What the task requires: Count the lines in the entries that contain the string "using". State nothing but the number.

Input records:
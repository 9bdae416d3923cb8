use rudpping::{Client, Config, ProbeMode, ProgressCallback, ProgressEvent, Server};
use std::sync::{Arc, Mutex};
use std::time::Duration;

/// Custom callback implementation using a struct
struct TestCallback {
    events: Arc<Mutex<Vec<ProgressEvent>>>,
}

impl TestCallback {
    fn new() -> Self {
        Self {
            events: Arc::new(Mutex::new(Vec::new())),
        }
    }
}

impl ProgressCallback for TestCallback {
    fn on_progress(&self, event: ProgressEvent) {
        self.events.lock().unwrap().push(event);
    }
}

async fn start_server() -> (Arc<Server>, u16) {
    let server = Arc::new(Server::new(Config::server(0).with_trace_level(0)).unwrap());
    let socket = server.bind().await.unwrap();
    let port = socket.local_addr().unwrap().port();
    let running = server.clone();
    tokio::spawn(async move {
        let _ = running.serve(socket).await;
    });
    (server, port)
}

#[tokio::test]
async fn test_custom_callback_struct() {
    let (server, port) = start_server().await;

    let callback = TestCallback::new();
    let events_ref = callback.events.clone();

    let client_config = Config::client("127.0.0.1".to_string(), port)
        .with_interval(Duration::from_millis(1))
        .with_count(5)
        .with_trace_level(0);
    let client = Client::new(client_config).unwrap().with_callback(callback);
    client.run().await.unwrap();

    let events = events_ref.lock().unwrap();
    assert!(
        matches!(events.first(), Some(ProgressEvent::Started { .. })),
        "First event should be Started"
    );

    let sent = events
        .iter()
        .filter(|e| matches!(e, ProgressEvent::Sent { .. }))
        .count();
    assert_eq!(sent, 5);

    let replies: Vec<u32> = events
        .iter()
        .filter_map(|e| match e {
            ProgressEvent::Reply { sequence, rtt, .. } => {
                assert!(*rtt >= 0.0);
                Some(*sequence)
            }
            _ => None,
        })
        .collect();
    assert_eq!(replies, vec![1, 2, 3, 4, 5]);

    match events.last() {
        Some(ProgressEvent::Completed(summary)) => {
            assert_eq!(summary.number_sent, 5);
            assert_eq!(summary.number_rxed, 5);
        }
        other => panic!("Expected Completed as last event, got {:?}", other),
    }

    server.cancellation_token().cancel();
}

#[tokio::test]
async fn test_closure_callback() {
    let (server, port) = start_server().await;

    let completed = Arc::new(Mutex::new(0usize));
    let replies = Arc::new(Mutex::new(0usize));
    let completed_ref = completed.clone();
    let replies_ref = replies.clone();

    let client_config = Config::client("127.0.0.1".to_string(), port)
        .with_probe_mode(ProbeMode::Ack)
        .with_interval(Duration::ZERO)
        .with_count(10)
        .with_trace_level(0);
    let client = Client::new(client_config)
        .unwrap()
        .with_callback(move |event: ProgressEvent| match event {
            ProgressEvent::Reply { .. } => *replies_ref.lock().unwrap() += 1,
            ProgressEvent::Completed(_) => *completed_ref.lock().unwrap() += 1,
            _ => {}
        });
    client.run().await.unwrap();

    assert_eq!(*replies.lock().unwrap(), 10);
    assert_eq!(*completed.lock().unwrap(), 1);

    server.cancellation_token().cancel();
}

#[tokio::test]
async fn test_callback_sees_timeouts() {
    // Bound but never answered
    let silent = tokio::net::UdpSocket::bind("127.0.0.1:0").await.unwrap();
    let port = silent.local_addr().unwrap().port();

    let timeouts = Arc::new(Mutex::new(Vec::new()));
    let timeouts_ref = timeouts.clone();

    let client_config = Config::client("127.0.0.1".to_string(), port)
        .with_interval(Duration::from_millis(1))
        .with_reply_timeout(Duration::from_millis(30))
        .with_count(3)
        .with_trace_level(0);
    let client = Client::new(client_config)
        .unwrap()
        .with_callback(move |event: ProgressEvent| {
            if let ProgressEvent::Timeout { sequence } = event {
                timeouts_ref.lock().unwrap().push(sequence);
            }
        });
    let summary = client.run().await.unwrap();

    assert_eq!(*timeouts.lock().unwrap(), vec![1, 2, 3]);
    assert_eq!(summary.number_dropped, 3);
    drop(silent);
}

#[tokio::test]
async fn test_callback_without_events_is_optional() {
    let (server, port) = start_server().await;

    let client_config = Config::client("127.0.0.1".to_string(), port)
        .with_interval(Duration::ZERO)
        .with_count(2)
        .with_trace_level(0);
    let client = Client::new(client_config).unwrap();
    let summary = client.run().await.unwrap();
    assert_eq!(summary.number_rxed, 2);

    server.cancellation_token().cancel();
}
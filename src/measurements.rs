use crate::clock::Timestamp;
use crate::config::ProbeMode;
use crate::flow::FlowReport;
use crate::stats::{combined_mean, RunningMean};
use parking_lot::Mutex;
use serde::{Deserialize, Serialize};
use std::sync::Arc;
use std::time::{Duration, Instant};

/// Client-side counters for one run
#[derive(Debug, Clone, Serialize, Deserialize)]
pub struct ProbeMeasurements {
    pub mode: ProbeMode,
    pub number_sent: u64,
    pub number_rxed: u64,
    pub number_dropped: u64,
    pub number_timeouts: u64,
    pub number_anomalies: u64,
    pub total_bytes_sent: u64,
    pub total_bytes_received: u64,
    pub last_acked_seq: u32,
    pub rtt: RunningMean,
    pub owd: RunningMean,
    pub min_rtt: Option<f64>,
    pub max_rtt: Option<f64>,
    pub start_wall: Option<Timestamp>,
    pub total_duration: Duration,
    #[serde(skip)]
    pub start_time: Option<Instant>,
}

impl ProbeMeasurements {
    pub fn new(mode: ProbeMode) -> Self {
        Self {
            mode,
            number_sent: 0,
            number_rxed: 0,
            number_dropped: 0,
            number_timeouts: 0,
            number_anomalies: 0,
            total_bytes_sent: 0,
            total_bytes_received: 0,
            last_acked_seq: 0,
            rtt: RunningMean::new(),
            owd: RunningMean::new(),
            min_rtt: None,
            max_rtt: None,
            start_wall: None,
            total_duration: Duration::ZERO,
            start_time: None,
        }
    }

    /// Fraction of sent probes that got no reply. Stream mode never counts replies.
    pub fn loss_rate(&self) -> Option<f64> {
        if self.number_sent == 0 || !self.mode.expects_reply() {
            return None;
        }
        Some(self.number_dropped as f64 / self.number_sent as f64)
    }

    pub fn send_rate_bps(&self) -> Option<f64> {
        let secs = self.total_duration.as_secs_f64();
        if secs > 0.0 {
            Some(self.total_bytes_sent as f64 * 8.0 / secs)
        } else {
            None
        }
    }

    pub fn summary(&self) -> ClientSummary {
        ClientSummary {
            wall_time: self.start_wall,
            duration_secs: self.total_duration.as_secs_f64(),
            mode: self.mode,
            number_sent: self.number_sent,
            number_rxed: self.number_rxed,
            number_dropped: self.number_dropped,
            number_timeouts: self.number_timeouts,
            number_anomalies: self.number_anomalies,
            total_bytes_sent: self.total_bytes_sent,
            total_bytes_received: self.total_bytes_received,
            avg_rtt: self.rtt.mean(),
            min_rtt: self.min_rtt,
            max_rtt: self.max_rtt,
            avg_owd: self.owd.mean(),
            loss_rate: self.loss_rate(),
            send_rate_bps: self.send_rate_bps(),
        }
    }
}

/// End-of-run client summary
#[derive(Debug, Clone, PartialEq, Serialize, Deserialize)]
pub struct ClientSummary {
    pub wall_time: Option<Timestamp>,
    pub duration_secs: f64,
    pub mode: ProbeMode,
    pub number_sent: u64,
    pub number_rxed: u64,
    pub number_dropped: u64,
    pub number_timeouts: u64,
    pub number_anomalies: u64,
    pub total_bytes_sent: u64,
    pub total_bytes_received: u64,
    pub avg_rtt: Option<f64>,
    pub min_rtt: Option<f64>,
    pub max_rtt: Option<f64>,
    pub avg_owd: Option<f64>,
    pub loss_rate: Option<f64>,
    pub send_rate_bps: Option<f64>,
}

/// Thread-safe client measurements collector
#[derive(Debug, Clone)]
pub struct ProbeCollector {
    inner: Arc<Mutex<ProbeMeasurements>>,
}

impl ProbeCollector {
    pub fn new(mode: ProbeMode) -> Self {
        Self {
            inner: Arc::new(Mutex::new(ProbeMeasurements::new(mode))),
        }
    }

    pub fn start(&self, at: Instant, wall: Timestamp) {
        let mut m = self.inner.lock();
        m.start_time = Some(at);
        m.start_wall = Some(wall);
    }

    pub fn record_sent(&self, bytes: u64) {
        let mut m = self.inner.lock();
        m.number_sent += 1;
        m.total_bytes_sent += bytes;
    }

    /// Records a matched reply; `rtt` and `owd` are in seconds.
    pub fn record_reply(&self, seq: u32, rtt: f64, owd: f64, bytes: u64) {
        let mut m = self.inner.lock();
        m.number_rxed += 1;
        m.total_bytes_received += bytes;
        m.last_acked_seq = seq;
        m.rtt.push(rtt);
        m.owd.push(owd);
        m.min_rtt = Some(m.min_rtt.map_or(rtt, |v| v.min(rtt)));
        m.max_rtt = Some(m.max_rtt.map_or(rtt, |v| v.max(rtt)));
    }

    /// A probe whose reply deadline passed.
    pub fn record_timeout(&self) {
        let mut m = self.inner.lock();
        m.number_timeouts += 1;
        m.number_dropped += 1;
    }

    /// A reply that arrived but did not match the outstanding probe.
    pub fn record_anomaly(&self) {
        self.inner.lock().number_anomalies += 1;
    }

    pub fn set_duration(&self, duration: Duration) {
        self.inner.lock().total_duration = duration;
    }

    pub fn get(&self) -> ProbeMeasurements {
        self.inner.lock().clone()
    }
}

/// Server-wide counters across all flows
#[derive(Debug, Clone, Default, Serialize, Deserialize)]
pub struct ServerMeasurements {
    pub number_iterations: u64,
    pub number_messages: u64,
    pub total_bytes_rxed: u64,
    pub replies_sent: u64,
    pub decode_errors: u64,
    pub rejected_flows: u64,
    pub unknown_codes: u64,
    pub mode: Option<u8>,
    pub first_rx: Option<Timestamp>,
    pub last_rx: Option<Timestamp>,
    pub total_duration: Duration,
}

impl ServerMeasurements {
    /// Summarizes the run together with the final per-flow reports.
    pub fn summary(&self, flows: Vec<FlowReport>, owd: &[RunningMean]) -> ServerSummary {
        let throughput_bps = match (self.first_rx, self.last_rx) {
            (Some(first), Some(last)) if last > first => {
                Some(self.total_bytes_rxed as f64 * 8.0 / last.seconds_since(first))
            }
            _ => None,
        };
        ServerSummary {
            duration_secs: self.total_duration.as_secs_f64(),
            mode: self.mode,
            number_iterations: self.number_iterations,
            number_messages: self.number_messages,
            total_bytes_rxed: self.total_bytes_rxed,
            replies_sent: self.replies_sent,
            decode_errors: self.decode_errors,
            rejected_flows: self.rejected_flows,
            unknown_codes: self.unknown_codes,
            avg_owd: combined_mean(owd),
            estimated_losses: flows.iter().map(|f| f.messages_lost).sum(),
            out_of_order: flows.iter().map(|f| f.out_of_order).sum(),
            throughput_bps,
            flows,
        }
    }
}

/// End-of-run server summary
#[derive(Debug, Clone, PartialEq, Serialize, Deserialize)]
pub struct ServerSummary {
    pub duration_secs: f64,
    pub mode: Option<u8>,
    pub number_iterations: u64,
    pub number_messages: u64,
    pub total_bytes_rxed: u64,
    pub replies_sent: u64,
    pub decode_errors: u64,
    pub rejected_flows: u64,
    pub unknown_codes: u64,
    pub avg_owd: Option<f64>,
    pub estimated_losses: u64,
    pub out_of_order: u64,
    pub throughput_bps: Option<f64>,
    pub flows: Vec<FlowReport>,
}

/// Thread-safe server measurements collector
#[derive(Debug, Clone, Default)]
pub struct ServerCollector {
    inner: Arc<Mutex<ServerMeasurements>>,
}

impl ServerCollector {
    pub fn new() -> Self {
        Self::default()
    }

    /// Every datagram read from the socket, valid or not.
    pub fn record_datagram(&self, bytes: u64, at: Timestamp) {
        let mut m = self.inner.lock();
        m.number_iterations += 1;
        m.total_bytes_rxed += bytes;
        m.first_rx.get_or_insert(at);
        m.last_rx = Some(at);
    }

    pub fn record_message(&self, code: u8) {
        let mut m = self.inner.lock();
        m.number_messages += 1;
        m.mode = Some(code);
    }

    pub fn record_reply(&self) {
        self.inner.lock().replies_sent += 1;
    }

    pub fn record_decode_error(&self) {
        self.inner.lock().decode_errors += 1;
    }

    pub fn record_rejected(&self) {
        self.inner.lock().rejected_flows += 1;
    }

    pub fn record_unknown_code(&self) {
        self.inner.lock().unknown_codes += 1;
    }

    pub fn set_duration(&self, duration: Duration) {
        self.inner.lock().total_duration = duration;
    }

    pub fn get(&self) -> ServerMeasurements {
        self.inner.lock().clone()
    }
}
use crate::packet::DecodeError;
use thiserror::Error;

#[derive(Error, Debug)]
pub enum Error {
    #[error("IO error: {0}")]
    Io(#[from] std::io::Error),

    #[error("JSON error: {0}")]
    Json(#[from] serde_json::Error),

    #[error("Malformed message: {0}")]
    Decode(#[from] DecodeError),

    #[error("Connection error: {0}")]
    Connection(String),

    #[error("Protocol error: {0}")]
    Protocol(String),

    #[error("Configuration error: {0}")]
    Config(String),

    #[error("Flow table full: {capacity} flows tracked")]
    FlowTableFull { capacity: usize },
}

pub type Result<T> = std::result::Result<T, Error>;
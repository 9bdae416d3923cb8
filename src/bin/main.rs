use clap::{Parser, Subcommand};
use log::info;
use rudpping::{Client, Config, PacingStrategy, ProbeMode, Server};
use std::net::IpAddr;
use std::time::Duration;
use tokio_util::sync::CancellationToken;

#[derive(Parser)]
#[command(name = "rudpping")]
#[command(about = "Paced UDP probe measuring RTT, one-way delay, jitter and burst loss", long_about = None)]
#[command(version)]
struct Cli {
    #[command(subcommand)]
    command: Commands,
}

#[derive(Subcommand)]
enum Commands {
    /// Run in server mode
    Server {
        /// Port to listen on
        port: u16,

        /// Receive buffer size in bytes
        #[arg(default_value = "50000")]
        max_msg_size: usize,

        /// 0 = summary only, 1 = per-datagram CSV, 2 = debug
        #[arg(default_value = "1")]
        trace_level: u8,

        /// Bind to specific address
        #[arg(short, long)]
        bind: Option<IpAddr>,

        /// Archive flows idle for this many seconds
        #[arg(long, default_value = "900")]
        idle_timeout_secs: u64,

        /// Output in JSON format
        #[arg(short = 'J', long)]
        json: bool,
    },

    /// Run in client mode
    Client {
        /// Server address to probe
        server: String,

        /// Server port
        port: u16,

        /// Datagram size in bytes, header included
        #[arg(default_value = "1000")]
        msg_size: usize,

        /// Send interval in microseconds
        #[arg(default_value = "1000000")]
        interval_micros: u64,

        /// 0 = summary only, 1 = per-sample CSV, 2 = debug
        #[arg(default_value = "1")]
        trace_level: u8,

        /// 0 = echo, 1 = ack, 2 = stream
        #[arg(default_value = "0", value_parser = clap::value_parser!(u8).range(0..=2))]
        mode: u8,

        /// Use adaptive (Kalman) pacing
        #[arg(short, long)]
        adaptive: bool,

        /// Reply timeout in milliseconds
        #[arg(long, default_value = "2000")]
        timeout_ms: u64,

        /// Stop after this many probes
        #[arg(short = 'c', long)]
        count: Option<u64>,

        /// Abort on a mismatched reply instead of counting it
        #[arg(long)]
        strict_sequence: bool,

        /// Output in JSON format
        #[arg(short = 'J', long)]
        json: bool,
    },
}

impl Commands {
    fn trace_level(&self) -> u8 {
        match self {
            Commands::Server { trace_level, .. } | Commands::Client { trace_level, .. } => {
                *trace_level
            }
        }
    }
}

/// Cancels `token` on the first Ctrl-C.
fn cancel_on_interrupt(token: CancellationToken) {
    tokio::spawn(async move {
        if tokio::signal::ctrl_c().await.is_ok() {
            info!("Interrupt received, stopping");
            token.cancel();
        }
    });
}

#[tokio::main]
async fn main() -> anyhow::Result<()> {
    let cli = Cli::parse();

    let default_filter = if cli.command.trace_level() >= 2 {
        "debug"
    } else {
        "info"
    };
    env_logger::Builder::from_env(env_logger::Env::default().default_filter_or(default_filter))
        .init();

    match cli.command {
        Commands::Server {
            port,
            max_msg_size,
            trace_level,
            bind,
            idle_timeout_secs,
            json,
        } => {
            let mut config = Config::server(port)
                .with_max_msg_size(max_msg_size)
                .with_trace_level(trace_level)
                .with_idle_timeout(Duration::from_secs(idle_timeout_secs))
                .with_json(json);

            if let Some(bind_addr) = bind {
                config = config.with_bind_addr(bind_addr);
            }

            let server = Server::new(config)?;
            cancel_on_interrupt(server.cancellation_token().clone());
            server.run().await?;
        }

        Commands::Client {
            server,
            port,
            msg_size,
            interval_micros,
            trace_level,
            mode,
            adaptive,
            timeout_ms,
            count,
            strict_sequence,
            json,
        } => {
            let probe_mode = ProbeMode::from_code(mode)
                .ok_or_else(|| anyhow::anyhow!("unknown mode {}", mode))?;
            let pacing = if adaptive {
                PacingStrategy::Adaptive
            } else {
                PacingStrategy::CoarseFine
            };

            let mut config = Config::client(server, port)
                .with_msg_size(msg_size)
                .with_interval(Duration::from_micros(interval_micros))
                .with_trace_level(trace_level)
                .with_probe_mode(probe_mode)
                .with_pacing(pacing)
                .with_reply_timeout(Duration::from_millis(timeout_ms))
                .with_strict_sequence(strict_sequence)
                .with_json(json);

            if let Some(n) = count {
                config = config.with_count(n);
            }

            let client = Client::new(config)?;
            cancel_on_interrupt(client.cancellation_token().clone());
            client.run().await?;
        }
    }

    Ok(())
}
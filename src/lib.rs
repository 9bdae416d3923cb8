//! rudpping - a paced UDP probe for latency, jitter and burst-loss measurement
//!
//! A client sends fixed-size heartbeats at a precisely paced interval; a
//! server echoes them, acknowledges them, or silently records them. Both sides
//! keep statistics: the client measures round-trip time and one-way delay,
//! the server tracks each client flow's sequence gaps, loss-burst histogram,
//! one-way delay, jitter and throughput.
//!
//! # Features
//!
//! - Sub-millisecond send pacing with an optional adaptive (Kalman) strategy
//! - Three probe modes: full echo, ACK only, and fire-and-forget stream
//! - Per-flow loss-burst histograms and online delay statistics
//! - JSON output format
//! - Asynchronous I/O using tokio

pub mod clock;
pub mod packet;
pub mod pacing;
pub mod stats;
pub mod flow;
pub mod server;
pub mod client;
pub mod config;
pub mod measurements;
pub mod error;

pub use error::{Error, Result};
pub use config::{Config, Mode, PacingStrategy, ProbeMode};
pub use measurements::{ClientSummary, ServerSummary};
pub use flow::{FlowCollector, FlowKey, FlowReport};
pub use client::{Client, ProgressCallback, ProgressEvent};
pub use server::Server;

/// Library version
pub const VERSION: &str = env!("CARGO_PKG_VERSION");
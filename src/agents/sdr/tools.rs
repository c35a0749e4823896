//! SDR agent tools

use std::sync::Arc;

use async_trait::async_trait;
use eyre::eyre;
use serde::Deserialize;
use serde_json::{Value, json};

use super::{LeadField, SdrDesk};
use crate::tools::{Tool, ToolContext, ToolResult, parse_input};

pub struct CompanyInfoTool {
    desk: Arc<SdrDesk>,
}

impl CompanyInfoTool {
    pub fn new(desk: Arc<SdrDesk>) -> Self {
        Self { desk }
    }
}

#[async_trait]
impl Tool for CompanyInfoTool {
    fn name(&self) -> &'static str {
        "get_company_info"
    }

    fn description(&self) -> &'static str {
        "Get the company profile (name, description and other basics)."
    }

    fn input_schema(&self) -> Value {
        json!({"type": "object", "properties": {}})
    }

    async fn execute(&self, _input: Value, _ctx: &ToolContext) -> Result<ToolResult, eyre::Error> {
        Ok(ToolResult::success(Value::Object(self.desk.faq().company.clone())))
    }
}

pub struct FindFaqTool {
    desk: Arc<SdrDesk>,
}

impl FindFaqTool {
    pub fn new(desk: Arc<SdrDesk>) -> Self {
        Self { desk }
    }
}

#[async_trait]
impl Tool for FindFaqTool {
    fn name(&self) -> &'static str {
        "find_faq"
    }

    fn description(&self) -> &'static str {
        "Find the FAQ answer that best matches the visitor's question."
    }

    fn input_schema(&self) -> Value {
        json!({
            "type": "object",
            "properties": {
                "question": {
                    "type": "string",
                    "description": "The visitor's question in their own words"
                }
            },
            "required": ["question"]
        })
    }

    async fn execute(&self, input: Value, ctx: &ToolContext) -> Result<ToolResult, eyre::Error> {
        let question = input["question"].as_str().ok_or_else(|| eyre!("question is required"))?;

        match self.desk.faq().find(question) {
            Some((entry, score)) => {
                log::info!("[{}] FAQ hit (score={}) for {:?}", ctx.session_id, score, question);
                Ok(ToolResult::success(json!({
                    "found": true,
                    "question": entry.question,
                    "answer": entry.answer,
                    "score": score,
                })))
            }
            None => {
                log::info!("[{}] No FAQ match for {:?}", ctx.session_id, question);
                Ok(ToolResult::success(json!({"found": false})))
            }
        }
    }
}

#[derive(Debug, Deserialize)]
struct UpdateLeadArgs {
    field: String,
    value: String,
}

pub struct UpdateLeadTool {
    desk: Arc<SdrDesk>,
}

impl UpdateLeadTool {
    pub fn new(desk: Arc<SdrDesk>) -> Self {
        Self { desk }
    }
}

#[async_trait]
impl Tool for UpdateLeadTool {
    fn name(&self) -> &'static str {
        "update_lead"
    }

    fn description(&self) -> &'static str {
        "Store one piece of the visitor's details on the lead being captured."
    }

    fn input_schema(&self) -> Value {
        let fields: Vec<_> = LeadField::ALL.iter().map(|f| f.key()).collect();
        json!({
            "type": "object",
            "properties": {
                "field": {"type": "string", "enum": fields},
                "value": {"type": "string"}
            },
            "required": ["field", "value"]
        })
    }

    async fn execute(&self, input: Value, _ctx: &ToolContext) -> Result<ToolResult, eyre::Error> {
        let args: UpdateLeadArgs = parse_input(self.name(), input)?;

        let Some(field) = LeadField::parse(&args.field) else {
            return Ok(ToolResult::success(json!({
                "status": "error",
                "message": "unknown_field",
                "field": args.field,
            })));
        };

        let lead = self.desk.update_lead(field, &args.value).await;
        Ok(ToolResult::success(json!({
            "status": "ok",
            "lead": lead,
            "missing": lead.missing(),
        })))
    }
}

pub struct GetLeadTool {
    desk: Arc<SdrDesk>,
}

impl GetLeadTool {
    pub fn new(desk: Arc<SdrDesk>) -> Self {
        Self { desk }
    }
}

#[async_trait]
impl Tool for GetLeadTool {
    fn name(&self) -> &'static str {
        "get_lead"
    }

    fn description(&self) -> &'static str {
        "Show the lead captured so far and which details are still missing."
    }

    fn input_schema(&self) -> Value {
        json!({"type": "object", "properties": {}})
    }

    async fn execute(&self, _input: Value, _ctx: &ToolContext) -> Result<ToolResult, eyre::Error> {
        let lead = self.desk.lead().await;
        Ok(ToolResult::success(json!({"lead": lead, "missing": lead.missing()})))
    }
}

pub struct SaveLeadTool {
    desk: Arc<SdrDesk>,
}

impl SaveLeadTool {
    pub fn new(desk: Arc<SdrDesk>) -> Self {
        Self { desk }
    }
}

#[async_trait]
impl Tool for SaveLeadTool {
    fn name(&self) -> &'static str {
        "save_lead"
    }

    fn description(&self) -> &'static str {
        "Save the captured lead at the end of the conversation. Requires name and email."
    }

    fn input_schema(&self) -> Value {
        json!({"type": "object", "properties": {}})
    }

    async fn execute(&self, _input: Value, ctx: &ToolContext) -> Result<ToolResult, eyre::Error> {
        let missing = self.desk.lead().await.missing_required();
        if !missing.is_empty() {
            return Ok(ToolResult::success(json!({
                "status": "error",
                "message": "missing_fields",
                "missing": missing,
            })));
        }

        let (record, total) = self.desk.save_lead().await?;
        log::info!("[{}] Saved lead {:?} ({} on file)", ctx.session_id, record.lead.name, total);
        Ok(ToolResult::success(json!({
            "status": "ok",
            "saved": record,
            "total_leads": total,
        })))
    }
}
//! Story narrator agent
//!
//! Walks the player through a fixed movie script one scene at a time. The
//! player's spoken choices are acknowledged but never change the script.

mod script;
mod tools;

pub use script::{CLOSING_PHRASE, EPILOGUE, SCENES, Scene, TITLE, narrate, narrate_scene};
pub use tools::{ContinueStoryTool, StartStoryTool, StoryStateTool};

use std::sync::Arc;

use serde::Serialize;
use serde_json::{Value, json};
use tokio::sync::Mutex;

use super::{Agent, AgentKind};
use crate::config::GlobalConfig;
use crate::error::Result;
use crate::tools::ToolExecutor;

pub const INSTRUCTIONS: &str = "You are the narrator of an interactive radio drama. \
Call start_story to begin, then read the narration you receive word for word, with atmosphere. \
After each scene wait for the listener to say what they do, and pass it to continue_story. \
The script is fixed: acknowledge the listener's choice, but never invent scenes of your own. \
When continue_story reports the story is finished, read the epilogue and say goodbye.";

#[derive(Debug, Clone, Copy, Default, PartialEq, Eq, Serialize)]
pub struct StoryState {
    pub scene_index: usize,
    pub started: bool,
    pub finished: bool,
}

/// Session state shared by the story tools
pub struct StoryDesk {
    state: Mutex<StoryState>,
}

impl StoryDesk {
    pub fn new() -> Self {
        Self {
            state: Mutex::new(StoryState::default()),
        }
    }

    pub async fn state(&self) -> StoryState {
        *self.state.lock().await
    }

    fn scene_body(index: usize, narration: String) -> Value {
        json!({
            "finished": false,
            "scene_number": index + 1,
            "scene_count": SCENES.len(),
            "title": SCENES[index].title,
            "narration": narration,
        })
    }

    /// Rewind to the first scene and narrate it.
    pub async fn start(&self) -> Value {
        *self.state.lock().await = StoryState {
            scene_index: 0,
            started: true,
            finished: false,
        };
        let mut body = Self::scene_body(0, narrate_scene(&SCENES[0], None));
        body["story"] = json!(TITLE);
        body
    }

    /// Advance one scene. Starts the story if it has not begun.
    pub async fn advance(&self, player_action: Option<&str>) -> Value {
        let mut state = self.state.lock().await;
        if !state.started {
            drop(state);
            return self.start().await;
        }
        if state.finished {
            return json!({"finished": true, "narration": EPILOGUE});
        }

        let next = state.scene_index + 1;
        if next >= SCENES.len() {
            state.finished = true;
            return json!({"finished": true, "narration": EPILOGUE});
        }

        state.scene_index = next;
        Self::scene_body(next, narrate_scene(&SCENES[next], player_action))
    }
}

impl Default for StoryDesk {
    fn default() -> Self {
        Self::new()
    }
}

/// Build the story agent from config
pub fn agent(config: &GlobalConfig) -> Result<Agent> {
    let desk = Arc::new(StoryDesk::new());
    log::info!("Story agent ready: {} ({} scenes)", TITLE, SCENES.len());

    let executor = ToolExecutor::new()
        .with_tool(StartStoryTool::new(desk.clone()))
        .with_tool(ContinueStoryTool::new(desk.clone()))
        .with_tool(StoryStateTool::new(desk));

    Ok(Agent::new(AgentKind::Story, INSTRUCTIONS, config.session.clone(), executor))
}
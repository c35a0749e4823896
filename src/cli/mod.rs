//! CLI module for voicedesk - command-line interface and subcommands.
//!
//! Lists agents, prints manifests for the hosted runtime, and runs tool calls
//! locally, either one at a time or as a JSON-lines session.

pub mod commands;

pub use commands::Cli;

Solution for this problem: 2